At the end of the 1920s experiments were carried out with Belgian radio broadcasting, and in 1930 the NIR/INR (Nationaal Instituut voor de Radio-Omroep - Institut National de Radiodiffusion) was founded. On the radio, many newly released American records were played. In 1932 Faecq founded the "Jazz Club de Belgique" and Goffin published his first jazz books. With his Jazz Club de Belgique Faecq organized an annual international tournament for amateur musicians. During this period the innovating music of Louis Armstrong reached Belgian listeners as well. Goffin immediately understood the genius of this musician and started to write about him, and later befriended his idol. Goffin wrote in his Aux Frontieres du Jazz about "the true genius of jazz" (Armstrong) and the "black jazz" that he had discovered. He also wrote a book, dedicated to Armstrong: "Louis Armstrong, le Roi du Jazz"(1947).

The early 1930s brought two Belgian trumpet players to the fore that took control of the Belgian jazz scene: Robert De Kers and Gus Deloof. In 1926 De Kers had taken over leadership of Packay orchestra. He then went abroad and after the disintegration of his group he founded the Cabaret Kings in Spain, consisting of one part black musicians, a few Spaniards and five Belgians. He continued performing with this group up to the Spanish Civil War in 1931. After he left, The Cabaret Kings remained active for another 20 years, with varying line-ups. A typical formation of that time consisted of the following musicians: trumpeter De Kers, saxophonists Jean Robert (nicknamed "the Belgian Coleman Hawkins"), Oscar Toussaint and André Geysens, bassplayer Fernand Fonteyn, pianist Henry Segers and... guitarist Toots Thielemans.

In the U.S.A. the swing era dawned in the 1930s with big bands and smaller combos that brought exciting swing dance music. Some American orchestras came to Belgium. Their performances proved inspiring. In 1936, there were three major Belgian big bands: the band of saxophonist Fud Candrix, Stan Brenders and Jean Omer. Candrix would lead several bands and make a hundred records. Clarinetist Jean Omer formed his first orchestra in 1926 after listening to records of King Oliver and Louis Armstrong. In 1937 he opened his nightclub Le Boeuf sur le toit ("The Ox on the Roof") in Brussels where his orchestra "Jean Omer Jazz Orchestra" (with 16 to 18 musicians) performed alongside other jazz bands. The same year, pianist and composer Stan Brenders formed his own orchestra for the NIR-INR, officially named the Big jazz orchestra of Belgium (Het grote jazzorkest van België - Le grand orchestre jazz de Belgique). The rhythm section gained international fame and was even compared with that of Count Basie. This orchestra played several jazz compositions and film music in a typical American swing style.

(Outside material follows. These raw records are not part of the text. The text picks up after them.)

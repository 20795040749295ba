//! Personalised recommendation blending.
//!
//! Three candidate buckets feed the blend:
//!
//! - **Explicit**: songs matching the user's chosen genres.
//! - **Indirect**: songs by detected artists, then songs matching detected
//!   genres.
//! - **Similar to saved**: local songs the similarity provider relates to
//!   the user's earliest favorites.
//!
//! Each bucket gets an equal quota of the blend. Quotas a bucket cannot
//! fill are backfilled from the other buckets' unconsumed candidates.
//! Favorited songs never appear.

use std::collections::HashSet;
use std::time::Duration;

use serde::{Deserialize, Serialize};

use encore_core::model::{Song, SongId, User, UserId};
use encore_core::schema::Database;

use crate::error::EngineResult;
use crate::provider::SimilarityProvider;

/// Number of candidate buckets sharing the blend.
pub const BUCKET_COUNT: usize = 3;

/// Size limits for the blend.
#[derive(Debug, Clone, Copy, PartialEq, Eq, Serialize, Deserialize)]
#[serde(default)]
pub struct BlendConfig {
    /// Upper bound on returned recommendations.
    pub total_limit: usize,
    /// Candidates fetched per store query.
    pub candidate_limit: usize,
    /// Overall deadline for one recommendation request, in seconds.
    pub timeout_secs: u64,
}

impl Default for BlendConfig {
    fn default() -> Self {
        Self {
            total_limit: 30,
            candidate_limit: 80,
            timeout_secs: 60,
        }
    }
}

impl BlendConfig {
    /// Quota for each bucket.
    pub fn per_bucket(&self) -> usize {
        self.total_limit / BUCKET_COUNT
    }

    pub fn timeout(&self) -> Duration {
        Duration::from_secs(self.timeout_secs)
    }
}

/// Controls the similar-to-saved bucket.
#[derive(Debug, Clone, Copy, PartialEq, Eq, Serialize, Deserialize)]
#[serde(default)]
pub struct SimilarityConfig {
    /// Earliest favorites used as seeds.
    pub favorites_sampled: usize,
    /// Similar tracks requested per seed.
    pub tracks_per_favorite: usize,
    /// Pause between seeds, in milliseconds.
    pub request_delay_ms: u64,
    /// Provider-side request rate limit.
    pub requests_per_second: u32,
}

impl Default for SimilarityConfig {
    fn default() -> Self {
        Self {
            favorites_sampled: 5,
            tracks_per_favorite: 6,
            request_delay_ms: 250,
            requests_per_second: 5,
        }
    }
}

impl SimilarityConfig {
    pub fn request_delay(&self) -> Duration {
        Duration::from_millis(self.request_delay_ms)
    }
}

// ---------------------------------------------------------------------------
// Genre matching
// ---------------------------------------------------------------------------

/// One way of matching songs to genre names.
#[derive(Debug, Clone, Copy, PartialEq, Eq)]
pub enum GenreStrategy {
    /// Substring match on the structured genre field.
    GenreField,
    /// Substring match on any Last.fm tag.
    TagList,
}

/// Strategies tried in order; the first with any result wins.
pub const GENRE_STRATEGIES: [GenreStrategy; 2] = [GenreStrategy::GenreField, GenreStrategy::TagList];

impl GenreStrategy {
    pub fn find<S: AsRef<str>>(
        self,
        db: &Database,
        genres: &[S],
        limit: usize,
    ) -> encore_core::Result<Vec<Song>> {
        match self {
            Self::GenreField => db.find_songs_by_genre_field(genres, limit),
            Self::TagList => db.find_songs_by_tag(genres, limit),
        }
    }
}

/// Songs matching any of `genres`, using the first strategy that finds any.
pub fn match_genres<S: AsRef<str>>(
    db: &Database,
    genres: &[S],
    limit: usize,
) -> encore_core::Result<Vec<Song>> {
    if genres.is_empty() {
        return Ok(Vec::new());
    }
    for strategy in GENRE_STRATEGIES {
        let songs = strategy.find(db, genres, limit)?;
        if !songs.is_empty() {
            log::debug!("{strategy:?} matched {} songs", songs.len());
            return Ok(songs);
        }
    }
    Ok(Vec::new())
}

// ---------------------------------------------------------------------------
// Buckets and allocation
// ---------------------------------------------------------------------------

/// The bucket a recommendation came from.
#[derive(Debug, Clone, Copy, PartialEq, Eq, Hash, Serialize, Deserialize)]
#[serde(rename_all = "camelCase")]
pub enum RecommendationSource {
    Explicit,
    Indirect,
    SimilarSaved,
}

/// A song proposed by one bucket.
#[derive(Debug, Clone, PartialEq)]
pub struct Candidate {
    pub song: Song,
    pub match_score: Option<f64>,
    /// Title of the favorite this candidate is similar to.
    pub based_on: Option<String>,
}

impl From<Song> for Candidate {
    fn from(song: Song) -> Self {
        Self {
            song,
            match_score: None,
            based_on: None,
        }
    }
}

/// Ordered candidates from one source.
#[derive(Debug, Clone, PartialEq)]
pub struct Bucket {
    pub source: RecommendationSource,
    pub candidates: Vec<Candidate>,
}

impl Bucket {
    pub fn new(source: RecommendationSource, candidates: Vec<Candidate>) -> Self {
        Self { source, candidates }
    }

    fn empty(source: RecommendationSource) -> Self {
        Self::new(source, Vec::new())
    }
}

/// A blended recommendation.
#[derive(Debug, Clone, PartialEq, Serialize, Deserialize)]
#[serde(rename_all = "camelCase")]
pub struct Recommendation {
    pub song: Song,
    #[serde(rename = "recommendationType")]
    pub source: RecommendationSource,
    #[serde(skip_serializing_if = "Option::is_none")]
    pub match_score: Option<f64>,
    #[serde(skip_serializing_if = "Option::is_none")]
    pub based_on: Option<String>,
}

#[derive(Debug, Clone, Copy, Default, PartialEq, Eq, Serialize, Deserialize)]
#[serde(rename_all = "camelCase")]
pub struct RecommendationStats {
    pub total: usize,
    pub from_explicit: usize,
    pub from_indirect: usize,
    pub from_saved_similar: usize,
}

impl RecommendationStats {
    pub fn tally(recommendations: &[Recommendation]) -> Self {
        let count = |source| recommendations.iter().filter(|r| r.source == source).count();
        Self {
            total: recommendations.len(),
            from_explicit: count(RecommendationSource::Explicit),
            from_indirect: count(RecommendationSource::Indirect),
            from_saved_similar: count(RecommendationSource::SimilarSaved),
        }
    }
}

#[derive(Debug, Clone, PartialEq, Eq, Serialize, Deserialize)]
#[serde(rename_all = "camelCase")]
pub struct UserSummary {
    pub onboarding_completed: bool,
    pub preferred_genres: Vec<String>,
    pub total_favorites: usize,
}

/// The full response for one user.
#[derive(Debug, Clone, PartialEq, Serialize, Deserialize)]
pub struct Recommendations {
    pub recommendations: Vec<Recommendation>,
    pub stats: RecommendationStats,
    pub user: UserSummary,
}

/// Blend buckets into the final list.
///
/// Buckets contribute in order up to the per-bucket quota, then unconsumed
/// candidates from every bucket (in bucket order) backfill up to the total
/// limit. Excluded and repeated songs are skipped throughout.
pub fn allocate(
    buckets: &[Bucket],
    excluded: &HashSet<SongId>,
    config: &BlendConfig,
) -> Vec<Recommendation> {
    let quota = config.per_bucket();
    let target = config.total_limit;

    let mut selected: Vec<Recommendation> = Vec::with_capacity(target);
    let mut seen: HashSet<SongId> = HashSet::new();
    let mut leftovers: Vec<(RecommendationSource, &Candidate)> = Vec::new();

    let mut take = |source, candidate: &Candidate, selected: &mut Vec<Recommendation>| {
        let id = candidate.song.id;
        if excluded.contains(&id) || !seen.insert(id) {
            return false;
        }
        selected.push(Recommendation {
            song: candidate.song.clone(),
            source,
            match_score: candidate.match_score,
            based_on: candidate.based_on.clone(),
        });
        true
    };

    for bucket in buckets {
        let mut taken = 0;
        let mut next = 0;
        while next < bucket.candidates.len() && taken < quota && selected.len() < target {
            if take(bucket.source, &bucket.candidates[next], &mut selected) {
                taken += 1;
            }
            next += 1;
        }
        leftovers.extend(bucket.candidates[next..].iter().map(|c| (bucket.source, c)));
    }

    for (source, candidate) in leftovers {
        if selected.len() >= target {
            break;
        }
        take(source, candidate, &mut selected);
    }

    selected.retain(|r| !excluded.contains(&r.song.id));
    selected
}

// ---------------------------------------------------------------------------
// Recommender
// ---------------------------------------------------------------------------

/// Builds recommendations for users from the store and an optional
/// similarity provider.
pub struct Recommender<'a> {
    db: &'a Database,
    similarity: Option<&'a dyn SimilarityProvider>,
    blend: BlendConfig,
    similarity_config: SimilarityConfig,
}

impl std::fmt::Debug for Recommender<'_> {
    fn fmt(&self, f: &mut std::fmt::Formatter<'_>) -> std::fmt::Result {
        f.debug_struct("Recommender")
            .field("similarity", &self.similarity.map(|p| p.name()))
            .field("blend", &self.blend)
            .field("similarity_config", &self.similarity_config)
            .finish_non_exhaustive()
    }
}

impl<'a> Recommender<'a> {
    pub fn new(db: &'a Database) -> Self {
        Self {
            db,
            similarity: None,
            blend: BlendConfig::default(),
            similarity_config: SimilarityConfig::default(),
        }
    }

    #[must_use]
    pub fn with_similarity_provider(mut self, provider: &'a dyn SimilarityProvider) -> Self {
        self.similarity = Some(provider);
        self
    }

    #[must_use]
    pub fn with_blend_config(mut self, blend: BlendConfig) -> Self {
        self.blend = blend;
        self
    }

    #[must_use]
    pub fn with_similarity_config(mut self, config: SimilarityConfig) -> Self {
        self.similarity_config = config;
        self
    }

    /// Recommendations for one user.
    ///
    /// # Errors
    ///
    /// Returns `NotFound` for an unknown user, or a database error.
    /// Provider failures only shrink the similar-to-saved bucket.
    pub async fn recommend(&self, user_id: &UserId) -> EngineResult<Recommendations> {
        let user = self.db.require_user(user_id)?;
        let excluded = self.db.favorite_song_ids(user_id)?;
        log::info!(
            "Building recommendations for user {user_id} ({} favorites excluded)",
            excluded.len()
        );

        let explicit = self.explicit_bucket(&user, &excluded)?;
        let indirect = self.indirect_bucket(&user, &excluded)?;
        let similar = self.similar_bucket(user_id, &excluded).await?;
        log::debug!(
            "Candidates: {} explicit, {} indirect, {} similar",
            explicit.candidates.len(),
            indirect.candidates.len(),
            similar.candidates.len()
        );

        let recommendations = allocate(&[explicit, indirect, similar], &excluded, &self.blend);
        let stats = RecommendationStats::tally(&recommendations);
        log::info!(
            "Recommended {} songs ({} explicit, {} indirect, {} similar)",
            stats.total,
            stats.from_explicit,
            stats.from_indirect,
            stats.from_saved_similar
        );

        Ok(Recommendations {
            recommendations,
            stats,
            user: UserSummary {
                onboarding_completed: user.onboarding_completed,
                preferred_genres: user.preferred_genres,
                total_favorites: excluded.len(),
            },
        })
    }

    fn explicit_bucket(&self, user: &User, excluded: &HashSet<SongId>) -> EngineResult<Bucket> {
        let genres = &user.preferred_genres;
        let songs = match_genres(self.db, genres, self.blend.candidate_limit)?;
        Ok(Bucket::new(
            RecommendationSource::Explicit,
            collect_candidates(songs.into_iter().map(Candidate::from), excluded),
        ))
    }

    fn indirect_bucket(&self, user: &User, excluded: &HashSet<SongId>) -> EngineResult<Bucket> {
        let indirect = &user.indirect_preferences;
        if indirect.is_empty() {
            return Ok(Bucket::empty(RecommendationSource::Indirect));
        }

        let limit = self.blend.candidate_limit;
        let mut songs = if indirect.detected_artists.is_empty() {
            Vec::new()
        } else {
            self.db.find_songs_by_artists(&indirect.detected_artists, limit)?
        };
        songs.extend(match_genres(self.db, &indirect.detected_genres, limit)?);

        Ok(Bucket::new(
            RecommendationSource::Indirect,
            collect_candidates(songs.into_iter().map(Candidate::from), excluded),
        ))
    }

    async fn similar_bucket(
        &self,
        user_id: &UserId,
        excluded: &HashSet<SongId>,
    ) -> EngineResult<Bucket> {
        let favorites = self.db.list_favorites(user_id)?;
        let Some(provider) = self.similarity.filter(|_| !favorites.is_empty()) else {
            return Ok(Bucket::empty(RecommendationSource::SimilarSaved));
        };

        let config = &self.similarity_config;
        let mut candidates = Vec::new();
        for (i, favorite) in favorites.iter().take(config.favorites_sampled).enumerate() {
            if i > 0 && config.request_delay_ms > 0 {
                tokio::time::sleep(config.request_delay()).await;
            }
            let Some(seed) = self.db.get_song(&favorite.song_id)? else {
                continue;
            };

            let tracks = match provider
                .similar_tracks(&seed.title, &seed.artist, config.tracks_per_favorite)
                .await
            {
                Ok(tracks) => tracks,
                Err(e) => {
                    log::warn!(
                        "{} lookup failed for {} by {}: {e}",
                        provider.name(),
                        seed.title,
                        seed.artist
                    );
                    continue;
                }
            };

            for track in tracks {
                if let Some(song) = self.db.find_song_by_title_and_artist(&track.name, &track.artist)? {
                    candidates.push(Candidate {
                        song,
                        match_score: Some(track.match_score),
                        based_on: Some(seed.title.clone()),
                    });
                }
            }
        }

        Ok(Bucket::new(
            RecommendationSource::SimilarSaved,
            collect_candidates(candidates, excluded),
        ))
    }
}

/// Drop excluded and repeated songs, keeping first occurrences.
fn collect_candidates(
    candidates: impl IntoIterator<Item = Candidate>,
    excluded: &HashSet<SongId>,
) -> Vec<Candidate> {
    let mut seen = HashSet::new();
    candidates
        .into_iter()
        .filter(|c| !excluded.contains(&c.song.id) && seen.insert(c.song.id))
        .collect()
}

In 1938, Hans Philippi founded the Antwerp Jazz Club (AJC).

In 1939 the 'Band battle' took place, an exchange concert with the famous Dutch band The Ramblers playing on the NIR-INR and the orchestra of Stan Brenders playing at VARA in Hilversum. Brenders, who played solid swing numbers, won the 'battle' in a convincing way. Later in life, Brenders would make many recordings for radio and also had the opportunity to work with Django Reinhardt. He also acquired fame as a composer, with songs like "So Many People" and "I envy" performed by Nat King Cole. The "Symphonic Jazz Orchestra of Belgium" (Symfonisch Jazz Orkest van België - Orchestre Jazz Symphonique de Belgique) - with 40 musicians - was founded by him. Many new bands emerged as a result of the activities of these three jazz musicians (Candrix, Brenders and Omer) and for many musicians the great pre-war big bands and other ensembles ensured a fixed income. The arrangements were usually supplied by the aforementioned Peter Packay and David Bee. And then there was the classically trained musician Frank Engelen, an excellent guitarist but also a well respected composer and arranger. He wrote notable compositions such as 'Badinage', 'Bagatelle ', 'La Piste', 'Avondschemering' (Twilight) and 'Studio 24'.

===1940–1960===

====The 1940s====
During World War II jazz music was banned by the occupying Germans and therefore was forced to go underground. Even so, it seemed to flourish more than ever. Belgian orchestras continued to make new recordings and new bands kept popping up. Few records reached Europe, and of course no American bands were touring Belgium. This situation forced the public to settle for homegrown musicians and these much sought-after bands were often very successful. Jazz musicians were clever enough to 'adjust' the names of the songs they recorded to work around the official ban on American music. Thus, for example, Honeysuckle Rose was renamed "Rose de Miel" and Stardust was recorded as "Poussière d'étoile". There were also new jazz organizations such as the "Swing Club de Belgique" and the club "Sweet and Hot". The major big bands like Robert De Kers and his Cabaret Kings performed regularly in the Brussels Centre for Fine Arts and in the hall of the Antwerp Zoo.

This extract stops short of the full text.